In other words: is this really a demographic shift we're seeing, or simply a stage-of-life effect? Will the same teens holding the quoted view of privacy recoil in horror at their actions twenty years later? Will these privacy choices alter the courses of the lives in ways they wish they could later undo? If so, then it seems unreasonable to wave away this mass choice as morally or societally neutral.
Simply put: is privacy a public safety issue or not? If it is, then an argument can be made to restrict young people's (and even grown adults') freedom to choose their "policy" on it, just as many societies do with drugs, alcohol, driving, etc. I think Charlie's post makes a pretty strong argument that privacy is a matter of public safety and societal well-being.
Putting words in his mouth, his argument might be that companies like Facebook are inducing people to relinquish their privacy rights without the full knowledge of the long-term implications -- just as profit-seeking tobacco companies induced large numbers of people to smoke without full knowledge of the long-term implications. Many governments now see the public policy advantages to making the consequences of smoking clear to the public; the same is not yet true of privacy rights.
> Or worse: without the full implications even being clear?
the implications of making this kind of data public are not going to be clear. The data can be combined with other data or mined later in unexpected and surprising ways.
Most people are surprised at how few data points are required to uniquely identify them. Most people will cheerfully enter their first name, family name and date of birth into any website that asks for it.
A while ago I heard the term "retroactive privacy invasion" applied to things such as good cheap facial recognition becoming available and being applied to existing archives of social photos or surveillance video.

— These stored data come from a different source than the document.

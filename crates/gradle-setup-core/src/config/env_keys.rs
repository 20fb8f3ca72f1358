//! Environment variable key constants, grouped by concern.

/// Logging
pub mod observability {
    pub const GRADLE_SETUP_QUIET: &str = "GRADLE_SETUP_QUIET";
    pub const GRADLE_SETUP_LOG_LEVEL: &str = "GRADLE_SETUP_LOG_LEVEL";
    pub const GRADLE_SETUP_LOG_JSON: &str = "GRADLE_SETUP_LOG_JSON";
}

/// Project location (read by the CLI through clap's `env` support)
pub mod paths {
    pub const GRADLE_SETUP_PROJECT_DIR: &str = "GRADLE_SETUP_PROJECT_DIR";
}
//! Fixtures shared by the provisioning tests: a one-shot HTTP server and
//! in-memory zip archives.

use std::io::{Cursor, Read, Write};
use std::net::{TcpListener, TcpStream};
use std::sync::atomic::{AtomicBool, Ordering};
use std::sync::Arc;
use std::thread::{self, JoinHandle};
use std::time::Duration;

use zip::write::FileOptions;

/// Serves a single HTTP response on an ephemeral port.
///
/// Returns the base URL (`http://127.0.0.1:<port>/dist`) and a handle that
/// yields the raw request text once the server has answered. Only join the
/// handle when the code under test is expected to connect.
pub(crate) fn serve_once(status_line: &'static str, body: Vec<u8>) -> (String, JoinHandle<String>) {
    serve_with(move |stream| {
        let _ = stream.write_all(&response_header(status_line, body.len()));
        let _ = stream.write_all(&body);
    })
}

/// Serves a 200 response whose body stalls halfway: the first `split_at`
/// bytes go out, then `flag` is raised, and the rest follows shortly after.
/// Models a Ctrl-C arriving in the middle of a download.
pub(crate) fn serve_interrupted_download(
    body: Vec<u8>,
    split_at: usize,
    flag: Arc<AtomicBool>,
) -> (String, JoinHandle<String>) {
    serve_with(move |stream| {
        let _ = stream.write_all(&response_header("200 OK", body.len()));
        let _ = stream.write_all(&body[..split_at]);
        let _ = stream.flush();
        flag.store(true, Ordering::SeqCst);
        thread::sleep(Duration::from_millis(200));
        let _ = stream.write_all(&body[split_at..]);
    })
}

fn response_header(status_line: &str, len: usize) -> Vec<u8> {
    format!(
        "HTTP/1.1 {}\r\nContent-Type: application/zip\r\nContent-Length: {}\r\nConnection: close\r\n\r\n",
        status_line, len
    )
    .into_bytes()
}

fn serve_with<F>(respond: F) -> (String, JoinHandle<String>)
where
    F: FnOnce(&mut TcpStream) + Send + 'static,
{
    let listener = TcpListener::bind("127.0.0.1:0").expect("bind test server");
    let addr = listener.local_addr().expect("test server addr");
    let handle = thread::spawn(move || {
        let (mut stream, _) = listener.accept().expect("accept");
        let mut request = Vec::new();
        let mut buf = [0u8; 1024];
        while !request.windows(4).any(|w| w == b"\r\n\r\n") {
            let n = stream.read(&mut buf).unwrap_or(0);
            if n == 0 {
                break;
            }
            request.extend_from_slice(&buf[..n]);
        }
        respond(&mut stream);
        let _ = stream.flush();
        String::from_utf8_lossy(&request).into_owned()
    });
    (format!("http://{}/dist", addr), handle)
}

/// Builds a zip in memory. Names ending in `/` become directory entries.
pub(crate) fn zip_bytes(entries: &[(&str, &[u8], u32)]) -> Vec<u8> {
    let mut writer = zip::ZipWriter::new(Cursor::new(Vec::new()));
    for (name, data, mode) in entries {
        let options = FileOptions::default().unix_permissions(*mode);
        if name.ends_with('/') {
            writer.add_directory(*name, options).expect("add dir");
        } else {
            writer.start_file(*name, options).expect("start file");
            writer.write_all(data).expect("write entry");
        }
    }
    writer.finish().expect("finish zip").into_inner()
}

/// A Gradle-shaped distribution whose launcher records its first argument in
/// `wrapper-arg.txt` (in its working directory) and exits with `exit_code`.
pub(crate) fn fake_distribution(exit_code: i32) -> Vec<u8> {
    let script = format!(
        "#!/bin/sh\nprintf '%s' \"$1\" > wrapper-arg.txt\ntouch gradlew gradlew.bat\nexit {}\n",
        exit_code
    );
    zip_bytes(&[
        ("gradle-8.13/", b"", 0o755),
        ("gradle-8.13/bin/", b"", 0o755),
        // Stored without the exec bit so the delegate step has to add it.
        ("gradle-8.13/bin/gradle", script.as_bytes(), 0o644),
        ("gradle-8.13/bin/gradle.bat", b"@echo off\r\n", 0o644),
        ("gradle-8.13/lib/gradle-launcher-8.13.jar", b"PK", 0o644),
    ])
}

/// Like [`fake_distribution`], but the launcher touches `launcher-started`
/// and then sleeps, leaving a window to interrupt it.
pub(crate) fn slow_distribution() -> Vec<u8> {
    zip_bytes(&[(
        "gradle-8.13/bin/gradle",
        b"#!/bin/sh\ntouch launcher-started\nsleep 1\nexit 0\n",
        0o755,
    )])
}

Strong privacy regulation might slow down the progress, but there is no way to stop the tide. The technologies to identify, categorize, and link people are only going to get better. In 100 years, privacy as we know it will not exist.
We can accept this fact and educate ourselves about the implications, or we can stick our heads in the sand and hope it all goes away.
In this specific example, I would hope this app gets widely publicized, not shut down. I would rather more people understand the implications of social networks, instead of trying to protect "the innocent" from the inevitable. A sleezeball that uses this app to manipulate women will likely cause considerable pain. But I expect women would adapt rather quickly and be less likely to trust some random guy in a bar just because he seems to know everything about them.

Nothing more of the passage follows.